Smoking is undermining government goals to improve physical health of people with mental health conditions:

  • High smoking rates among people with mental health condition is a leading cause of premature death and disease: Smoking accounts for two-thirds of the reduced life expectancy of people with a serious mental illness (SMI).
  • Smoking rates are high in most groups with poor mental health: The highest rates of smoking are among people with substance use issues e.g. 70% of those receiving treatment for opiates smoke. People with SMI have more than three times the smoking rate of the general population (41% verses 14%). The rate among people with depression and anxiety is just under twice that of the general population (26% verses 14%) but they account for around 1.6 million smokers.
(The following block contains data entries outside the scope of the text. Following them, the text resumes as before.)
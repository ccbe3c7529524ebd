//! Implicit preference learning from favorites and journal history.
//!
//! When the user has never saved explicit preferences, their behavior still
//! carries signal: what they favorited and what they rated highly. The
//! learner aggregates that signal into a [`PreferenceProfile`] on every
//! scoring call; nothing is cached or persisted here.

use backbar_core::{
    Beverage, BeverageId, FlavorAttribute, FlavorProfile, JournalEntry, MAX_PREFERRED_STYLES,
    PreferenceProfile, PriceRange,
};
use log::debug;

/// Aggregated behavioral signal derived from favorites and highly rated
/// journal entries.
#[derive(Debug, Clone, PartialEq, Eq, Default)]
pub struct LearnedPreferences {
    /// Styles by descending occurrence; first-encountered order breaks
    /// ties.
    pub preferred_styles: Vec<String>,
    /// Mean flavor across qualifying beverages with tasting data.
    pub avg_flavor: Option<FlavorProfile>,
    /// Mean price across qualifying beverages with a price.
    pub avg_price: Option<u32>,
}

impl LearnedPreferences {
    /// Whether no behavioral signal was available.
    #[must_use]
    pub fn is_empty(&self) -> bool {
        self.preferred_styles.is_empty() && self.avg_flavor.is_none() && self.avg_price.is_none()
    }

    /// Build a scoring profile, substituting defaults wherever signal is
    /// missing: the house flavor profile, no price band, no tannin
    /// aversion.
    #[must_use]
    pub fn to_profile(&self) -> PreferenceProfile {
        let mut profile = PreferenceProfile::new(self.avg_flavor.unwrap_or_default());
        for style in &self.preferred_styles {
            profile = profile.with_style(style.clone());
        }
        if let Some(anchor) = self.avg_price {
            if let Some(band) = price_band(anchor) {
                profile = profile.with_price_range(band);
            }
        }
        profile
    }
}

/// Where the scoring profile comes from: the user's explicit settings or
/// behavior-derived preferences.
#[derive(Debug, Clone)]
pub enum PreferenceSource<'a> {
    /// The user has saved explicit preferences.
    Explicit(&'a PreferenceProfile),
    /// No saved preferences; learn from favorites and journal.
    Learned {
        /// Favorited beverage ids, in list order.
        favorites: &'a [BeverageId],
        /// Journal snapshot, oldest first.
        journal: &'a [JournalEntry],
    },
}

impl PreferenceSource<'_> {
    /// Resolve to a concrete profile against `catalog`.
    #[must_use]
    pub fn resolve(&self, catalog: &[Beverage]) -> PreferenceProfile {
        match self {
            Self::Explicit(profile) => (*profile).clone(),
            Self::Learned { favorites, journal } => {
                learn(favorites, journal, catalog).to_profile()
            }
        }
    }
}

/// Derive preferences from the user's favorites and positively rated
/// journal entries.
///
/// Favorites are processed before journal entries so they win style-count
/// ties. References to beverages no longer in the catalog are stale data,
/// not errors; they are skipped. Zero qualifying beverages yield empty
/// styles and undefined averages: "no signal", also not an error.
#[must_use]
pub fn learn(
    favorites: &[BeverageId],
    journal: &[JournalEntry],
    catalog: &[Beverage],
) -> LearnedPreferences {
    let mut tally: Vec<(String, u32)> = Vec::new();
    let mut flavor_sums = [0_u32; 4];
    let mut flavor_count = 0_u32;
    let mut price_sum = 0_u64;
    let mut price_count = 0_u32;

    let from_favorites = favorites.iter().filter_map(|&id| {
        let found = resolve(catalog, id);
        if found.is_none() {
            debug!("favorite {id} is missing from the catalog; skipping");
        }
        found
    });
    let from_journal = journal
        .iter()
        .filter(|entry| entry.rating.is_positive())
        .filter_map(|entry| {
            let id = entry.beverage_id?;
            let found = resolve(catalog, id);
            if found.is_none() {
                debug!("journal entry references beverage {id} missing from the catalog; skipping");
            }
            found
        });

    for beverage in from_favorites.chain(from_journal) {
        bump_style(&mut tally, &beverage.style);
        if let Some(flavor) = beverage.flavor {
            for (slot, attribute) in flavor_sums.iter_mut().zip(FlavorAttribute::ALL) {
                *slot += u32::from(flavor.attribute(attribute));
            }
            flavor_count += 1;
        }
        if let Some(price) = beverage.price {
            price_sum += u64::from(price);
            price_count += 1;
        }
    }

    // Stable sort: equal counts keep first-encountered order.
    tally.sort_by(|a, b| b.1.cmp(&a.1));
    let preferred_styles = tally
        .into_iter()
        .take(MAX_PREFERRED_STYLES)
        .map(|(style, _)| style)
        .collect();

    let avg_flavor = (flavor_count > 0).then(|| mean_flavor(flavor_sums, flavor_count)).flatten();
    let avg_price = (price_count > 0)
        .then(|| u32::try_from(round_half_up_u64(price_sum, u64::from(price_count))).ok())
        .flatten();

    LearnedPreferences {
        preferred_styles,
        avg_flavor,
        avg_price,
    }
}

fn resolve(catalog: &[Beverage], id: BeverageId) -> Option<&Beverage> {
    catalog.iter().find(|beverage| beverage.id == id)
}

fn bump_style(tally: &mut Vec<(String, u32)>, style: &str) {
    if let Some(entry) = tally
        .iter_mut()
        .find(|(seen, _)| seen.eq_ignore_ascii_case(style))
    {
        entry.1 += 1;
    } else {
        tally.push((style.to_owned(), 1));
    }
}

fn mean_flavor(sums: [u32; 4], count: u32) -> Option<FlavorProfile> {
    let [body, sweetness, tannins, acidity] = sums.map(|sum| attribute_mean(sum, count));
    // Means of on-scale values stay on the scale, so this never fails.
    FlavorProfile::new(body, sweetness, tannins, acidity).ok()
}

fn attribute_mean(sum: u32, count: u32) -> u8 {
    u8::try_from(round_half_up(sum, count)).unwrap_or(u8::MAX)
}

/// Round-half-up integer mean, avoiding floats entirely.
#[expect(
    clippy::integer_division,
    reason = "round-half-up averaging of whole-unit signals"
)]
fn round_half_up(sum: u32, count: u32) -> u32 {
    (2 * sum + count) / (2 * count)
}

#[expect(
    clippy::integer_division,
    reason = "round-half-up averaging of whole-unit signals"
)]
fn round_half_up_u64(sum: u64, count: u64) -> u64 {
    (2 * sum + count) / (2 * count)
}

/// A symmetric price band around `anchor`, used when turning a learned
/// average price into a preference band.
#[expect(
    clippy::integer_division,
    reason = "band bounds are half the anchor in whole currency units"
)]
pub(crate) fn price_band(anchor: u32) -> Option<PriceRange> {
    let halfway = anchor / 2;
    PriceRange::new(halfway, anchor.saturating_add(halfway)).ok()
}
Increasing quitting can improve population level mental health, reduce burden on the NHS and improve the wealth and employment prospects of people with mental health conditions:

  • Stopping smoking improves mental health: There is now good evidence that stopping smoking improves mental health of all smokers. The effect has been compared to the impact of anti-depressants.
  • Smoking exacerbates levels of poor mental health: Growing evidence that smoking contributes to development of some mental health conditions (including schizophrenia and depression), smoking damages people’s wealth, health and employability further contributing to the burden of poor mental health

Without targeted action people with mental health conditions will be left behind:

  • Securing the Government’s goal of a smokefree country by 2030 will be at least a decade later for people with mental health conditions making a major contribution to inequality.
  • Barriers to quitting: People with a mental health condition are similarly motivated to quit compared to the general population and with the right support can be equally successful, but higher levels of addiction and other barriers undermine quit success.